Peşin peşin söyleyelim ki bu iki hususu biz, hata içinde hata olarak görüyoruz. Bu iki hususu muhakeme ettiğimizde bu tesbitlere dâir şu görüşe sahibi olduğumuzu duyurmak is­teriz. Gazi Ahmed Muhtar Paşa hz.leri ne ittihatçı ne de itilafçıdır. Zâten fırkalara istinad etmek suretiyle makamı sadare­te de gelmiş değildir. Çünkü Arnavutluk ahalisinin, kendisini bitaraf bilmiş olmasından dolayı teklif etmiş olması, bu arzuyu umûmî münasebetiyle, sadarete gelme olayının neti­celenmiş olduğu görülür. Mademki bir fırkaya istinad etme­den kabine kurulmuştur o halde meclisde arkasında rey kuv­veti yok demekdir. Mebusan da, her iki partiyi de, kırmama yolunu seçerek, icâbmdada birinden diğerine dayanarak mevkıilerini muhafaza etmek böyle sıkıntısı pek çok ve bü­yük olan bir dönemin işlerinden olmadığından bu sadareti kabul etmekde bu muhterem zât için düşünüle cek hâllerden olmadığı ortadadır.    Bu bakımdan bahse konu Cavid bey ve hempalarını o gün tevkif edip, hapse attırıp, devlet ve memleketi bugün ve gelecekteki felâketlerden kurtarmak, en büyük hizmetlerinin yanında bir başka şekilde parlayacak hizmet olarak tarihdeki yerini alacaktı.

İttihadçıların varlıklarından dolayı çıktığı görülen bütün acı vakaların, felâketlerin ortadan kalkması bunların izalesi ile gerçekleşecekdi.

Ondan sonra bu kabineyi meclis de, programını plânladığı şekilde tatbike koyar ülke içi meseleler ortadan kalkacağı içinde hükümet dış meselelerdeki pürüzleri hâlletme çâreleri­ni daha rahat ortamda arayabilirdi.
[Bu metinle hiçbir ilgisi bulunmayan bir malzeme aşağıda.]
//! edge-connector: an edge-deployed event-dispatch agent.
//!
//! The agent polls an upstream control plane for deliveries, claims each one
//! so no other agent runs it, executes the matching configured automation
//! (a local or git-sourced script, or an outbound HTTP call) and reports the
//! outcome back. The action catalog is pushed upstream once at startup so
//! callable actions appear as buttons there.
//!
//! Pipeline: upstream -> poller -> (claim) -> worker pool -> dispatcher ->
//! {script runner | http executor} -> reporter -> upstream.

mod config;
mod dispatch;
mod errors;
mod executors;
mod gitsource;
mod metrics;
mod pool;
mod poller;
mod protocol;
mod registry;
mod reporter;
mod telemetry;
mod template;
mod upstream;

use std::path::PathBuf;
use std::sync::Arc;

use anyhow::Context;
use clap::{Parser, Subcommand};
use tokio_util::sync::CancellationToken;
use tracing::{debug, error, info, warn, Level};

use crate::config::ScriptSource;
use crate::dispatch::Dispatcher;
use crate::executors::http::HttpActionExecutor;
use crate::executors::script::ScriptRunner;
use crate::executors::ActionExecutor;
use crate::gitsource::GitSourceManager;
use crate::metrics::{PrometheusRecorder, RecorderHandle};
use crate::pool::WorkerPool;
use crate::poller::Poller;
use crate::reporter::Reporter;
use crate::telemetry::{init_telemetry, shutdown_telemetry, TelemetryConfig};
use crate::upstream::UpstreamClient;

#[derive(Parser)]
#[command(name = "edge-connector")]
#[command(about = "Edge event-dispatch agent", long_about = None)]
#[command(version)]
struct Cli {
    #[command(subcommand)]
    command: Commands,
}

#[derive(Subcommand)]
enum Commands {
    /// Run the agent until interrupted.
    Run {
        /// Path to the JSON configuration file.
        #[arg(short, long)]
        config: PathBuf,

        /// Base directory for git-sourced script checkouts.
        #[arg(long, default_value = "/var/lib/edge-connector/repos")]
        git_dir: PathBuf,

        /// Record metrics into an in-process Prometheus registry.
        #[arg(long, default_value = "false")]
        metrics: bool,

        /// Export traces to an OTLP collector.
        #[arg(long, default_value = "false")]
        otel: bool,

        /// OTLP collector endpoint; defaults to OTEL_EXPORTER_OTLP_ENDPOINT
        /// or http://localhost:4317.
        #[arg(long)]
        otel_endpoint: Option<String>,

        /// Only errors on stderr.
        #[arg(long, short = 's', default_value = "false")]
        silent: bool,

        /// Debug-level logging.
        #[arg(long, short = 'v', default_value = "false")]
        verbose: bool,
    },

    /// Load and validate a configuration file, then exit.
    Check {
        /// Path to the JSON configuration file.
        #[arg(short, long)]
        config: PathBuf,
    },
}

#[tokio::main]
async fn main() {
    let cli = Cli::parse();

    match cli.command {
        Commands::Check { config } => {
            std::process::exit(check(&config));
        }
        Commands::Run {
            config,
            git_dir,
            metrics,
            otel,
            otel_endpoint,
            silent,
            verbose,
        } => {
            let mut telemetry_config = TelemetryConfig::from_env();
            telemetry_config.log_level = if silent {
                Level::ERROR
            } else if verbose {
                Level::DEBUG
            } else {
                Level::INFO
            };
            if otel {
                if let Some(endpoint) = otel_endpoint {
                    telemetry_config.otlp_endpoint = Some(endpoint);
                } else if telemetry_config.otlp_endpoint.is_none() {
                    telemetry_config.otlp_endpoint = Some("http://localhost:4317".to_string());
                }
            } else {
                telemetry_config.otlp_endpoint = None;
            }
            if let Err(err) = init_telemetry(telemetry_config) {
                eprintln!("warning: failed to initialize telemetry: {err}");
                let _ = tracing_subscriber::fmt()
                    .with_env_filter(tracing_subscriber::EnvFilter::from_default_env())
                    .try_init();
            }

            if let Err(err) = run(&config, &git_dir, metrics).await {
                error!(error = %err, "agent failed");
                shutdown_telemetry();
                std::process::exit(1);
            }
            shutdown_telemetry();
        }
    }
}

/// Validate a configuration file and print every finding.
fn check(path: &PathBuf) -> i32 {
    let loaded = match config::load(path) {
        Ok(loaded) => loaded,
        Err(err) => {
            eprintln!("error: {err:#}");
            return 1;
        }
    };
    let findings = loaded.validate();
    if findings.is_empty() {
        println!(
            "configuration OK: {} action(s), {} worker(s), queue {}",
            loaded.actions.len(),
            loaded.pool.min_workers,
            loaded.pool.queue_size
        );
        0
    } else {
        for finding in &findings {
            eprintln!("error: {finding}");
        }
        eprintln!("{} finding(s)", findings.len());
        1
    }
}

async fn run(config_path: &PathBuf, git_dir: &PathBuf, metrics_enabled: bool) -> anyhow::Result<()> {
    let session_id = uuid::Uuid::new_v4();
    info!(
        session = %session_id,
        version = env!("CARGO_PKG_VERSION"),
        "edge-connector starting"
    );

    let agent_config = config::load(config_path)?;
    let findings = agent_config.validate();
    if !findings.is_empty() {
        for finding in &findings {
            error!("{finding}");
        }
        anyhow::bail!("configuration invalid: {} finding(s)", findings.len());
    }

    let prometheus = if metrics_enabled {
        Some(Arc::new(
            PrometheusRecorder::new().context("failed to build metrics registry")?,
        ))
    } else {
        None
    };
    let recorder: RecorderHandle = match &prometheus {
        Some(prom) => prom.clone(),
        None => metrics::noop(),
    };

    let upstream = Arc::new(
        UpstreamClient::new(&agent_config.upstream, recorder.clone())
            .context("failed to build upstream client")?,
    );
    info!(
        base_url = %agent_config.upstream.base_url,
        token = %upstream.redacted_token(),
        "upstream configured"
    );

    let callable = agent_config
        .actions
        .iter()
        .filter(|a| a.is_callable())
        .count();
    info!(
        actions = agent_config.actions.len(),
        callable,
        automatic = agent_config.actions.len() - callable,
        "action catalog loaded"
    );

    let cancel = CancellationToken::new();

    // Git checkouts must exist before anything can execute out of them.
    let git = Arc::new(GitSourceManager::new(git_dir.clone(), recorder.clone()));
    for action in &agent_config.actions {
        if action.source == ScriptSource::Git {
            if let Some(options) = &action.git_options {
                git.download(options)
                    .await
                    .with_context(|| format!("failed to download repo for action '{}'", action.id))?;
            }
        }
    }
    let refresher = tokio::spawn(git.clone().run_refresher(cancel.clone()));

    // Catalog sync strictly precedes the first poll.
    if let Err(err) =
        registry::sync_catalog(&upstream, &agent_config.actions, &agent_config.security).await
    {
        warn!(error = %err, "catalog sync failed; continuing without registration");
    }

    let reporter = Reporter::new(upstream.clone());
    let executors: Vec<Box<dyn ActionExecutor>> = vec![
        Box::new(ScriptRunner::new(git.clone(), agent_config.security.clone())),
        Box::new(HttpActionExecutor::new(recorder.clone())),
    ];
    let dispatcher = Arc::new(Dispatcher::new(
        Arc::new(agent_config.actions.clone()),
        executors,
        reporter,
        recorder.clone(),
    ));

    let pool = WorkerPool::start(&agent_config.pool, dispatcher, cancel.clone(), recorder.clone());
    let poller = Poller::new(
        upstream,
        pool.sink(),
        agent_config.poller.clone(),
        recorder.clone(),
    );
    let poller_task = tokio::spawn(poller.run(cancel.clone()));

    tokio::signal::ctrl_c()
        .await
        .context("failed to listen for shutdown signal")?;
    info!("shutdown signal received; draining");
    cancel.cancel();

    if let Err(err) = poller_task.await {
        warn!(error = %err, "poller task ended abnormally");
    }
    pool.shutdown().await;
    if let Err(err) = refresher.await {
        warn!(error = %err, "git refresher ended abnormally");
    }

    if let Some(prom) = prometheus {
        debug!("final metrics snapshot:\n{}", prom.render_text());
    }
    info!("shutdown complete");
    Ok(())
}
Meşrutiyetin ilânından sonra önemli mesele olarak kendini gösteren vak'aları hiç şüphe edilmesin ki, iç ve dış olaylarda dahil olmak üzere bi­zatihi İttihat ve terakki cemiyetinin kasden ve bir maksada dayalı olarak ihdas ettiği hatırdan çıkarılmasın.